Court of Appeals certification, review granted 11/26/13; case activity

Issue certified:

Wisconsin Stat. § 980.02(1m) and (2) require that a commitment petition be filed “before the person is released or discharged” and allege that a person has been convicted of a sexually violent offense. Does § 980.02 additionally require that the commitment petition be filed before the person is released or discharged from a sentence that was imposed for the same sexually violent offense that is alleged in the petition as the predicate offense, as stated in State v. Gilbert, 2012 WI 72, ¶51, 342 Wis. 2d 82, 816 N.W.2d 215?

The issue in this case arises from an unusual set of facts and so would seem to be of limited interest even to lawyers handling ch. 980 cases. But the state’s argument, if accepted, has potentially far-reaching consequences for the timing of petitions, so the case bears watching. Here’s the background.

Spaeth was sentenced to prison for a child sexual assault in a 1992 case. He was paroled from that sentence in 2004. In 2006, while on parole, he was charged with a new offense.

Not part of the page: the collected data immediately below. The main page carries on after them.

//! Jump state machine.
//!
//! Handles grounded jumps, coyote time, input buffering, the air-jump budget,
//! variable jump height and the anti-softlock emergency jump.
//!
//! The machine never writes velocity itself: [`JumpState::update`] returns a
//! [`JumpOutcome`] that the orchestrator commits through the arbiter.

use std::collections::VecDeque;

use bevy::log::debug;
use bevy::prelude::*;

use crate::config::JumpConfig;
use crate::slope::horizontal;

/// Which rule produced a jump.
#[derive(Debug, Clone, Copy, PartialEq, Eq, Reflect)]
pub enum JumpKind {
    /// Pressed while grounded.
    Grounded,
    /// Pressed shortly before landing and replayed on touchdown.
    Buffered,
    /// Pressed shortly after walking off a ledge.
    Coyote,
    /// Forced after repeated failed attempts while stuck.
    Emergency,
    /// Spent one unit of the air-jump budget.
    Double,
}

/// Coarse jump availability.
#[derive(Debug, Clone, Copy, PartialEq, Eq, Reflect)]
pub enum JumpPhase {
    GroundedReady,
    CoyoteWindow,
    AirborneSpent,
}

/// Per-frame inputs to the jump state machine.
#[derive(Debug, Clone, Copy)]
pub struct JumpContext {
    pub now: f32,
    pub up: Vec3,
    /// Gravity magnitude (units/second^2).
    pub gravity: f32,
    /// Debounced grounded flag.
    pub grounded: bool,
    /// Raw contact with something below (probe or body-mover flag).
    pub touching_ground: bool,
    /// Position along `up`, used to detect height gain.
    pub height: f32,
    pub velocity: Vec3,
    pub latched_momentum: Option<Vec3>,
    pub platform_velocity: Vec3,
    /// Rising edge of the jump input this frame.
    pub pressed: bool,
}

/// A jump that fired this frame.
#[derive(Debug, Clone, Copy, PartialEq)]
pub struct JumpOutcome {
    pub kind: JumpKind,
    pub velocity: Vec3,
    /// Extra displacement applied once to free a stuck body.
    pub nudge: Vec3,
}

/// Jump bookkeeping for one character.
#[derive(Debug, Clone)]
pub struct JumpState {
    last_grounded_time: f32,
    buffered_jump_time: Option<f32>,
    air_jumps_remaining: u32,
    jump_cooldown_until: f32,
    suppress_grounded_until: f32,
    coyote_available: bool,
    ascending: bool,
    cut_applied: bool,
    failed_attempts: VecDeque<f32>,
    failure_anchor_height: Option<f32>,
}

impl JumpState {
    pub fn new(config: &JumpConfig) -> Self {
        Self {
            last_grounded_time: f32::NEG_INFINITY,
            buffered_jump_time: None,
            air_jumps_remaining: config.air_jumps,
            jump_cooldown_until: f32::NEG_INFINITY,
            suppress_grounded_until: f32::NEG_INFINITY,
            coyote_available: false,
            ascending: false,
            cut_applied: false,
            failed_attempts: VecDeque::new(),
            failure_anchor_height: None,
        }
    }

    pub fn last_grounded_time(&self) -> f32 {
        self.last_grounded_time
    }

    pub fn buffered_jump_time(&self) -> Option<f32> {
        self.buffered_jump_time
    }

    pub fn air_jumps_remaining(&self) -> u32 {
        self.air_jumps_remaining
    }

    pub fn jump_cooldown_until(&self) -> f32 {
        self.jump_cooldown_until
    }

    pub fn suppress_grounded_until(&self) -> f32 {
        self.suppress_grounded_until
    }

    /// Whether ground samples must be ignored so lift-off is not cancelled.
    #[inline]
    pub fn is_grounded_suppressed(&self, now: f32) -> bool {
        now < self.suppress_grounded_until
    }

    /// Whether the body is still rising from a jump that can be cut.
    pub fn is_ascending(&self) -> bool {
        self.ascending
    }

    /// Grounded, or still inside the coyote window.
    pub fn grounded_with_coyote(&self, now: f32, grounded: bool, config: &JumpConfig) -> bool {
        grounded || self.in_coyote_window(now, config)
    }

    pub fn phase(&self, now: f32, grounded: bool, config: &JumpConfig) -> JumpPhase {
        if grounded {
            JumpPhase::GroundedReady
        } else if self.in_coyote_window(now, config) {
            JumpPhase::CoyoteWindow
        } else {
            JumpPhase::AirborneSpent
        }
    }

    /// Whether a grounded jump would fire right now.
    pub fn can_jump(&self, now: f32, grounded: bool) -> bool {
        grounded && now >= self.jump_cooldown_until
    }

    /// Drop a pending buffered press.
    pub fn clear_buffered(&mut self) {
        self.buffered_jump_time = None;
    }

    /// Grounded entry: restore the air-jump budget and reopen coyote time.
    pub fn on_landed(&mut self, now: f32, config: &JumpConfig) {
        self.last_grounded_time = now;
        self.air_jumps_remaining = config.air_jumps;
        self.coyote_available = true;
        self.ascending = false;
        self.cut_applied = false;
    }

    /// Grounded exit without a jump.
    pub fn on_left_ground(&mut self, now: f32) {
        self.last_grounded_time = self.last_grounded_time.max(now);
    }

    /// Run one frame of the jump state machine.
    pub fn update(&mut self, ctx: &JumpContext, config: &JumpConfig) -> Option<JumpOutcome> {
        let now = ctx.now;
        if ctx.grounded {
            self.last_grounded_time = now;
        }
        self.prune_failures(ctx, config);

        let grounded_ready = self.can_jump(now, ctx.grounded);

        if ctx.pressed {
            if grounded_ready {
                return Some(self.execute(JumpKind::Grounded, config.impulse, ctx, config));
            }
            if !ctx.grounded && self.in_coyote_window(now, config) && now >= self.jump_cooldown_until
            {
                return Some(self.execute(JumpKind::Coyote, config.impulse, ctx, config));
            }
            if self.failed_attempts.len() + 1 >= config.failed_attempt_limit as usize
                && ctx.touching_ground
            {
                return Some(self.execute(JumpKind::Emergency, config.emergency_impulse, ctx, config));
            }
            if !ctx.grounded
                && self.air_jumps_remaining > 0
                && now >= self.jump_cooldown_until
            {
                self.air_jumps_remaining -= 1;
                return Some(self.execute(JumpKind::Double, config.double_jump_impulse, ctx, config));
            }

            self.buffered_jump_time = Some(now);
            if ctx.touching_ground {
                self.record_failure(ctx);
            }
            return None;
        }

        if grounded_ready
            && self
                .buffered_jump_time
                .is_some_and(|pressed_at| now - pressed_at <= config.buffer_time)
        {
            return Some(self.execute(JumpKind::Buffered, config.impulse, ctx, config));
        }

        None
    }

    /// Variable height: cut the ascent once when the button is released.
    ///
    /// Returns the reduced velocity if a cut was applied.
    pub fn apply_cut(&mut self, velocity: Vec3, held: bool, up: Vec3, config: &JumpConfig) -> Option<Vec3> {
        if !self.ascending {
            return None;
        }
        let vertical = velocity.dot(up);
        if vertical <= 0.0 {
            self.ascending = false;
            return None;
        }
        if held || self.cut_applied {
            return None;
        }
        self.cut_applied = true;
        Some(velocity - up * vertical * (1.0 - config.cut_factor))
    }

    fn in_coyote_window(&self, now: f32, config: &JumpConfig) -> bool {
        self.coyote_available && now - self.last_grounded_time <= config.coyote_time
    }

    fn execute(&mut self, kind: JumpKind, impulse: f32, ctx: &JumpContext, config: &JumpConfig) -> JumpOutcome {
        let up = ctx.up;
        let mut planar = match (kind, ctx.latched_momentum) {
            (JumpKind::Double, _) => horizontal(ctx.velocity, up),
            (_, Some(momentum)) => horizontal(momentum, up),
            (_, None) => horizontal(ctx.velocity, up),
        };
        if kind != JumpKind::Double {
            planar += horizontal(ctx.platform_velocity, up);
        }

        let velocity = planar + up * impulse;
        let nudge = if kind == JumpKind::Emergency {
            up * config.unstick_nudge
        } else {
            Vec3::ZERO
        };

        let lift_time = if ctx.gravity.abs() > f32::EPSILON {
            (impulse / ctx.gravity).abs() * 0.5
        } else {
            0.0
        };
        self.suppress_grounded_until = ctx.now + lift_time.max(config.min_grounded_suppression);
        self.jump_cooldown_until = ctx.now + config.cooldown;
        self.buffered_jump_time = None;
        self.coyote_available = false;
        self.ascending = true;
        self.cut_applied = false;
        self.failed_attempts.clear();
        self.failure_anchor_height = None;

        debug!("jump {kind:?} with impulse {impulse:.2}");
        JumpOutcome { kind, velocity, nudge }
    }

    fn record_failure(&mut self, ctx: &JumpContext) {
        if self.failed_attempts.is_empty() {
            self.failure_anchor_height = Some(ctx.height);
        }
        self.failed_attempts.push_back(ctx.now);
    }

    fn prune_failures(&mut self, ctx: &JumpContext, config: &JumpConfig) {
        while self
            .failed_attempts
            .front()
            .is_some_and(|&t| ctx.now - t > config.failed_attempt_window)
        {
            self.failed_attempts.pop_front();
        }
        let gained = self
            .failure_anchor_height
            .is_some_and(|anchor| ctx.height - anchor > config.min_height_gain);
        if gained || self.failed_attempts.is_empty() {
            self.failed_attempts.clear();
            self.failure_anchor_height = None;
        }
    }
}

His parole in the 1992 case was revoked and he returned to prison; he discharged from the 1992 sentence in June 2008. In the meantime, he was convicted in the new case in 2007, but in October 2008 that conviction was vacated and a new trial was ordered. He worked out a plea deal on the 2006 case and pled in 2009, but that conviction was also thrown out because it was based on his compelled statements. State v. Spaeth, 2012 WI 95, 343 Wis. 2d 220, 819 N.W.2d 769.

In November 2010, while Spaeth’s 2009 conviction in the 2006 case was being appealed, the state filed a ch. 980 petition. The predicate offense for the petition was the conviction in the 2006 case. In August 2012, after that conviction was reversed and had been dismissed, the state sought to change the petition’s predicate offense to the 1992 case–from which Spaeth had been discharged over two years before the petition was even filed. The circuit court agreed with Spaeth that the petition should be dismissed: It could not rely on the 2006 case (given the conviction had been vacated and the case dismissed) and was untimely as to the 1992 case.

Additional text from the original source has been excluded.